Para anexação de documentos, foram devolvidos aos autores os pedidos de declaração de utilidade pública para o Instituto Magia da Luta (014.00050.2021), para a Cooperativa de Catadoras e Catadores de Recicláveis de Curitiba e Região Metropolitana (014.00051.2021), para a Federação Paranaense de Karatê (014.00054.2021), para a Associação Luso Brasileira de Capoeira (014.00057.2021) e para o Instituto Esperançar (014.00038.2021). Pelo Regimento Interno, quando um projeto é devolvido por alguma comissão temática o autor possui prazo de até 120 dias para responder aos apontamentos feitos pelo colegiado, sob pena de arquivamento.

Anexação de projeto
Os vereadores da CCJ concordaram com Beto Moraes que o projeto de Flavia Francischini (União) e Tito Zeglin (PDT), fazendo uma homenagem póstuma ao ex-vereador Algaci Túlio (008.00011.2021), deveria ser anexado a outra proposição semelhante, já apta à votação em plenário (009.00001.2021). O Regimento Interno prevê que, em caso de proposições com conteúdos semelhantes, prevalece aquela que foi protocolada antes, com as demais servindo de material de apoio para a sua discussão.

Pedidos de vista
Não houve deliberação sobre 5 dos 40 projetos de lei que constavam na pauta da CCJ, em razão deles terem recebido pedidos de vista. É o que aconteceu com a atualização da estrutura administrativa da Câmara de Curitiba (005.00016.2022), com a exibição de vídeos incentivando o turismo nos cinemas da cidade (005.00248.2021), com a Política Municipal de Prevenção ao Abandono e à Evasão Escolar (005.00214.2021), com o Programa Prevenção Janeiro a Janeiro (005.00279.2021) e com o incentivo às ações de equidade na educação (005.00135.2021).
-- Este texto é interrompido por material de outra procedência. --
//! Elastic (optionally attenuating) solid element.

use num_complex::Complex64;
use ringsem_arena::{ElementWorkspace, FieldLayout, KinematicState, WorkspaceShape};
use ringsem_core::spectral::max_order;
use ringsem_core::{ElementId, ResourceInitializationError, NPOINTS_ELEM};
use ringsem_fourier::{Multiplicity, TransformProvider};

use crate::attenuation::AttenuationMemory;
use crate::gradient::GradientOperator;
use crate::material::{expand, isotropic_stress, strain, SolidMaterial};

const N: usize = NPOINTS_ELEM;
const ZERO: Complex64 = Complex64::new(0.0, 0.0);

/// Scratch widths of the solid kernel: displacement (3N), gradient (9N)
/// and stress (6N) per order; gradient (9N) and stress (6N) per sample.
pub const SOLID_WORKSPACE: WorkspaceShape = WorkspaceShape {
    name: "solid workspace",
    coeff_width: 18 * N,
    phys_width: 15 * N,
};

/// A solid spectral element carrying a displacement vector.
#[derive(Clone, Debug, PartialEq)]
pub struct SolidElement {
    id: ElementId,
    nr: usize,
    orders: usize,
    points: [u32; N],
    gradient: GradientOperator,
    material: SolidMaterial,
    attenuation: Option<AttenuationMemory>,
}

struct Buffers<'a> {
    disp: &'a mut [Complex64],
    grad: &'a mut [Complex64],
    stress: &'a mut [Complex64],
    grad_phys: &'a mut [f64],
    stress_phys: &'a mut [f64],
}

impl SolidElement {
    /// Assemble an element from its precomputed parts.
    ///
    /// `points` index the solid point layout of the owning domain.
    pub fn new(
        id: ElementId,
        nr: usize,
        points: [u32; N],
        gradient: GradientOperator,
        material: SolidMaterial,
        attenuation: Option<AttenuationMemory>,
    ) -> Self {
        Self {
            id,
            nr,
            orders: max_order(nr) + 1,
            points,
            gradient,
            material,
            attenuation,
        }
    }

    /// Element id.
    pub fn id(&self) -> ElementId {
        self.id
    }

    /// Ring size.
    pub fn nr(&self) -> usize {
        self.nr
    }

    /// Number of azimuthal orders carried.
    pub fn orders(&self) -> usize {
        self.orders
    }

    /// Point indices.
    pub fn points(&self) -> &[u32; N] {
        &self.points
    }

    /// Gradient tables.
    pub fn gradient(&self) -> &GradientOperator {
        &self.gradient
    }

    /// Material tables.
    pub fn material(&self) -> &SolidMaterial {
        &self.material
    }

    /// Whether memory variables are carried.
    pub fn is_attenuating(&self) -> bool {
        self.attenuation.is_some()
    }

    /// Heap memory held by this element in bytes.
    pub fn memory_bytes(&self) -> usize {
        std::mem::size_of::<Self>()
            + self.material.memory_bytes()
            + self.attenuation.as_ref().map_or(0, |a| a.memory_bytes())
    }

    fn carve<'a>(
        nr: usize,
        ws: &'a mut ElementWorkspace,
    ) -> Result<Buffers<'a>, ResourceInitializationError> {
        let (coeff, phys) = ws.regions(nr)?;
        let total = nr / 2 + 1;
        let [disp, grad, stress] = coeff.carve([total * 3 * N, total * 9 * N, total * 6 * N])?;
        let [grad_phys, stress_phys] = phys.carve([nr * 9 * N, nr * 6 * N])?;
        Ok(Buffers {
            disp,
            grad,
            stress,
            grad_phys,
            stress_phys,
        })
    }

    /// Add this element's internal force `-K u` to the solid force field.
    pub fn update(
        &mut self,
        ws: &mut ElementWorkspace,
        tf: &TransformProvider,
        state: &mut KinematicState,
    ) -> Result<(), ResourceInitializationError> {
        let (layout, displ, force) = state.stiffness_view();
        let mut buf = Self::carve(self.nr, ws)?;
        self.gather(layout, displ, buf.disp);
        stiffness(
            &self.gradient,
            &self.material,
            self.attenuation.as_mut(),
            self.nr,
            self.orders,
            tf,
            &mut buf,
        )?;
        self.scatter(layout, buf.disp, force);
        Ok(())
    }

    /// Element-local `K u` without attenuation, for diagnostics.
    ///
    /// `u` and `ku` hold `orders() * 3N` values, order-major.
    pub fn apply_stiffness(
        &self,
        ws: &mut ElementWorkspace,
        tf: &TransformProvider,
        u: &[Complex64],
        ku: &mut [Complex64],
    ) -> Result<(), ResourceInitializationError> {
        let mut buf = Self::carve(self.nr, ws)?;
        let n = self.orders * 3 * N;
        buf.disp[..n].copy_from_slice(&u[..n]);
        buf.disp[n..].fill(ZERO);
        stiffness(
            &self.gradient,
            &self.material,
            None,
            self.nr,
            self.orders,
            tf,
            &mut buf,
        )?;
        ku[..n].copy_from_slice(&buf.disp[..n]);
        Ok(())
    }

    fn gather(&self, layout: &FieldLayout, displ: &[Complex64], disp: &mut [Complex64]) {
        for (p, &pt) in self.points.iter().enumerate() {
            let start = layout.range(pt as usize).start;
            for m in 0..self.orders {
                for c in 0..3 {
                    disp[m * 3 * N + c * N + p] = displ[start + m * 3 + c];
                }
            }
        }
        disp[self.orders * 3 * N..].fill(ZERO);
    }

    fn scatter(&self, layout: &FieldLayout, f: &[Complex64], force: &mut [Complex64]) {
        for (p, &pt) in self.points.iter().enumerate() {
            let start = layout.range(pt as usize).start;
            for m in 0..self.orders {
                for c in 0..3 {
                    force[start + m * 3 + c] -= f[m * 3 * N + c * N + p];
                }
            }
        }
    }
}

/// Replace the displacement in `buf.disp` with `Gᴴ σ(G u)` for the
/// carried orders.
fn stiffness(
    op: &GradientOperator,
    material: &SolidMaterial,
    mut attenuation: Option<&mut AttenuationMemory>,
    nr: usize,
    orders: usize,
    tf: &TransformProvider,
    buf: &mut Buffers<'_>,
) -> Result<(), ResourceInitializationError> {
    let total = nr / 2 + 1;
    for m in 0..orders {
        op.vector(
            m,
            &buf.disp[m * 3 * N..(m + 1) * 3 * N],
            &mut buf.grad[m * 9 * N..(m + 1) * 9 * N],
        );
    }

    match material {
        SolidMaterial::Axisymmetric { lambda, mu } => {
            for m in 0..orders {
                let g = &buf.grad[m * 9 * N..(m + 1) * 9 * N];
                let s = &mut buf.stress[m * 6 * N..(m + 1) * 6 * N];
                for p in 0..N {
                    let sigma = isotropic_stress(strain(g, p), lambda[p], mu[p]);
                    for (c, v) in sigma.into_iter().enumerate() {
                        s[c * N + p] = v;
                    }
                }
            }
        }
        SolidMaterial::Ring { lambda, mu, .. } => {
            buf.grad[orders * 9 * N..total * 9 * N].fill(ZERO);
            tf.inverse(Multiplicity::N9, nr, &buf.grad[..total * 9 * N], buf.grad_phys)?;
            for k in 0..nr {
                let g = &buf.grad_phys[k * 9 * N..(k + 1) * 9 * N];
                let s = &mut buf.stress_phys[k * 6 * N..(k + 1) * 6 * N];
                for p in 0..N {
                    let sigma = isotropic_stress(strain(g, p), lambda[k * N + p], mu[k * N + p]);
                    for (c, v) in sigma.into_iter().enumerate() {
                        s[c * N + p] = v;
                    }
                }
            }
            tf.forward(Multiplicity::N6, nr, buf.stress_phys, &mut buf.stress[..total * 6 * N])?;
        }
    }

    if let Some(att) = attenuation.as_deref_mut() {
        let mut eps = [ZERO; 6 * N];
        for m in 0..orders {
            let g = &buf.grad[m * 9 * N..(m + 1) * 9 * N];
            for p in 0..N {
                for (c, v) in strain(g, p).into_iter().enumerate() {
                    eps[c * N + p] = v;
                }
            }
            att.apply(m, &eps, &mut buf.stress[m * 6 * N..(m + 1) * 6 * N]);
        }
    }

    for m in 0..orders {
        let s = &buf.stress[m * 6 * N..(m + 1) * 6 * N];
        let t = &mut buf.grad[m * 9 * N..(m + 1) * 9 * N];
        for p in 0..N {
            let full = expand(std::array::from_fn(|c| s[c * N + p]));
            for (c, v) in full.into_iter().enumerate() {
                t[c * N + p] = v;
            }
        }
        op.vector_adjoint(
            m,
            &buf.grad[m * 9 * N..(m + 1) * 9 * N],
            &mut buf.disp[m * 3 * N..(m + 1) * 3 * N],
        );
    }
    Ok(())
}
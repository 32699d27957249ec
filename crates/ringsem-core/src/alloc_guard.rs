//! Detection of heap allocation inside code that must not allocate.
//!
//! The time loop runs its step body inside [`forbid_allocations`] in
//! debug builds. A global allocator that calls [`note_allocation`] on
//! every allocation (the counting allocator of `ringsem-test-utils`
//! does) then reports each allocation made inside the scope. With the
//! system allocator the scope only touches two thread-locals.
//!
//! ```rust
//! use ringsem_core::alloc_guard::{forbid_allocations, note_allocation};
//!
//! let ((), n) = forbid_allocations(note_allocation);
//! assert_eq!(n, 1);
//! ```

use std::cell::Cell;

thread_local! {
    static DEPTH: Cell<usize> = const { Cell::new(0) };
    static VIOLATIONS: Cell<usize> = const { Cell::new(0) };
}

/// Record one allocation made by the current thread.
///
/// Meant to be called from a global allocator: it never allocates and
/// never panics, and it is a no-op outside [`forbid_allocations`].
pub fn note_allocation() {
    if allocations_forbidden() {
        let _ = VIOLATIONS.try_with(|n| n.set(n.get().wrapping_add(1)));
    }
}

/// Whether the current thread is inside [`forbid_allocations`].
pub fn allocations_forbidden() -> bool {
    DEPTH.try_with(Cell::get).unwrap_or(0) > 0
}

/// Leaves the scope even if the guarded code panics.
struct Scope;

impl Scope {
    fn enter() -> Self {
        DEPTH.with(|d| d.set(d.get() + 1));
        Scope
    }
}

impl Drop for Scope {
    fn drop(&mut self) {
        let _ = DEPTH.try_with(|d| d.set(d.get().saturating_sub(1)));
    }
}

/// Run `f` and return its output with the number of allocations
/// reported by [`note_allocation`] while it ran.
///
/// Scopes nest; an inner scope's allocations also count for the outer.
pub fn forbid_allocations<T>(f: impl FnOnce() -> T) -> (T, usize) {
    let before = VIOLATIONS.with(Cell::get);
    let out = {
        let _scope = Scope::enter();
        f()
    };
    (out, VIOLATIONS.with(Cell::get).wrapping_sub(before))
}
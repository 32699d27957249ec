//! Criterion benchmarks for the preloop pipeline.

use criterion::{black_box, criterion_group, criterion_main, Criterion};
use ringsem_bench::{heterogeneous_profile, prepared, reference_profile};

fn bench_preloop_elastic(c: &mut Criterion) {
    let profile = reference_profile(8, 9);
    c.bench_function("preloop_elastic_8x7", |b| {
        b.iter(|| black_box(prepared(&profile)));
    });
}

fn bench_preloop_heterogeneous(c: &mut Criterion) {
    let profile = heterogeneous_profile(8, 9);
    c.bench_function("preloop_3d_attenuating_8x7", |b| {
        b.iter(|| black_box(prepared(&profile)));
    });
}

criterion_group!(benches, bench_preloop_elastic, bench_preloop_heterogeneous);
criterion_main!(benches);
O prazo regimental das vistas é de quatro dias, então essas proposições podem reaparecer na pauta de votação da próxima reunião da Comissão de Constituição e Justiça, na semana que vem, visto que o colegiado se reúne às terças-feiras. É facultado aos vereadores que pedem vista regimental, se assim desejarem, protocolarem voto em separado, divergindo do relator designado. Em geral, o voto do relator está disponível para consulta pela internet no Sistema de Proposições Legislativas.